At the same time, if Israel succeeds in placing these conditions on the agenda, it will add a new political minefield - a kind of explosive constraint - to the road map, which itself is an obstacle course nearly impossible to maneuver. Israel's demands sound logical and almost succeed in covering up the fundamental contradictions they entail.
For example, if Israel conditions the negotiations with the Palestinians on implementation of the road map, whose basic premise is a Palestinian fight against terror, why does Israel also demand freedom of military action in the territories during the negotiations? If it does not trust the Palestinians in the war against terror, it should forgo implementing the road map and continue to fight terror itself. In this way, at least one fundamental stumbling block in the negotiations would be removed. If the future Palestinian state must be completely demilitarized, as indeed it should, how will it be able to fight terror? Was it not Israel that allowed the Palestinian Authority to bring in dozens of armored vehicles to combat terror? Was it not Israel that distributed weapons to the PA's security forces?

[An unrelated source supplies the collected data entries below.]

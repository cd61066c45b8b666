use core::fmt::{Debug, Display};

use embedded_hal::i2c;

/// A single output register that accepts one byte per write. For the PCF8574 this is the
/// quasi-bidirectional port latch; every byte written appears on P0-P7.
pub trait ByteSink {
    type Error: Debug;

    fn write_byte(&mut self, value: u8) -> Result<(), Self::Error>;
}

/// Hands out the connection to a device at a given bus address. The display acquires its
/// connection once, during `start()`, and keeps it for the rest of its life.
pub trait Connector {
    type Connection: ByteSink;
    type Error: Debug;

    fn connect(&mut self, address: u8, bus: u8) -> Result<Self::Connection, Self::Error>;
}

#[derive(Debug, PartialEq, Copy, Clone)]
/// Errors returned by [`I2cConnector::connect`]
pub enum ConnectError {
    /// The connector does not serve the requested bus index
    UnknownBus(u8),
    /// Not a 7-bit I2C address
    InvalidAddress(u8),
    /// The I2C peripheral has already been handed out
    BusInUse,
}

impl From<&ConnectError> for &'static str {
    fn from(err: &ConnectError) -> Self {
        match err {
            ConnectError::UnknownBus(_) => "Unknown I2C bus",
            ConnectError::InvalidAddress(_) => "Invalid I2C address",
            ConnectError::BusInUse => "I2C bus already in use",
        }
    }
}

#[cfg(feature = "defmt")]
impl defmt::Format for ConnectError {
    fn format(&self, fmt: defmt::Formatter) {
        match self {
            ConnectError::UnknownBus(bus) => defmt::write!(fmt, "Unknown I2C bus {}", bus),
            ConnectError::InvalidAddress(address) => {
                defmt::write!(fmt, "Invalid I2C address {=u8:#x}", address)
            }
            ConnectError::BusInUse => defmt::write!(fmt, "I2C bus already in use"),
        }
    }
}

#[cfg(feature = "ufmt")]
impl ufmt::uDisplay for ConnectError {
    fn fmt<W>(&self, w: &mut ufmt::Formatter<'_, W>) -> Result<(), W::Error>
    where
        W: ufmt::uWrite + ?Sized,
    {
        let msg: &'static str = From::from(self);
        ufmt::uwrite!(w, "{}", msg)
    }
}

impl Display for ConnectError {
    fn fmt(&self, f: &mut core::fmt::Formatter<'_>) -> core::fmt::Result {
        let msg: &'static str = From::from(self);
        match self {
            ConnectError::UnknownBus(bus) => write!(f, "{} {}", msg, bus),
            ConnectError::InvalidAddress(address) => write!(f, "{} {:#04x}", msg, address),
            ConnectError::BusInUse => write!(f, "{}", msg),
        }
    }
}

/// [`Connector`] over a single `embedded-hal` I2C peripheral. `bus` is the index of the bus
/// the peripheral drives, e.g. `1` for `/dev/i2c-1` or `I2C1`.
#[derive(Debug)]
pub struct I2cConnector<I2C>
where
    I2C: i2c::I2c,
{
    i2c: Option<I2C>,
    bus: u8,
}

impl<I2C> I2cConnector<I2C>
where
    I2C: i2c::I2c,
{
    pub fn new(i2c: I2C, bus: u8) -> Self {
        Self { i2c: Some(i2c), bus }
    }

    /// returns the bus index served by this connector
    pub fn bus(&self) -> u8 {
        self.bus
    }
}

impl<I2C> Connector for I2cConnector<I2C>
where
    I2C: i2c::I2c,
{
    type Connection = I2cConnection<I2C>;
    type Error = ConnectError;

    fn connect(&mut self, address: u8, bus: u8) -> Result<Self::Connection, Self::Error> {
        if bus != self.bus {
            return Err(ConnectError::UnknownBus(bus));
        }
        if address > 0x7F {
            return Err(ConnectError::InvalidAddress(address));
        }
        let i2c = self.i2c.take().ok_or(ConnectError::BusInUse)?;
        Ok(I2cConnection { i2c, address })
    }
}

/// A device address bound to an I2C peripheral.
#[derive(Debug)]
pub struct I2cConnection<I2C>
where
    I2C: i2c::I2c,
{
    i2c: I2C,
    address: u8,
}

impl<I2C> I2cConnection<I2C>
where
    I2C: i2c::I2c,
{
    pub fn address(&self) -> u8 {
        self.address
    }

    /// Gives back the I2C peripheral.
    pub fn release(self) -> I2C {
        self.i2c
    }
}

impl<I2C> ByteSink for I2cConnection<I2C>
where
    I2C: i2c::I2c,
{
    type Error = I2C::Error;

    fn write_byte(&mut self, value: u8) -> Result<(), Self::Error> {
        self.i2c.write(self.address, &[value])
    }
}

And what is the significance of the Israeli monitors at the crossing points when the rules for their operations are not consensual? Will they be able to detain Palestinian citizens for questioning? Will they be able to prevent the transfer of funds? Will they be authorized to search pilgrims' belongings? Is there any country in the world that allows the authorities of another country to monitor its border crossings?
As in the case of the road map, is it not superfluous to ask whether the negotiations on the border monitors will precede negotiations on the holy places or the demarcation of borders or the use of water? Will an agreement on open Palestinian skies for Israel aircraft be a precondition for Israel's consent to evacuate illegal outposts? Is this not a road map to the road map?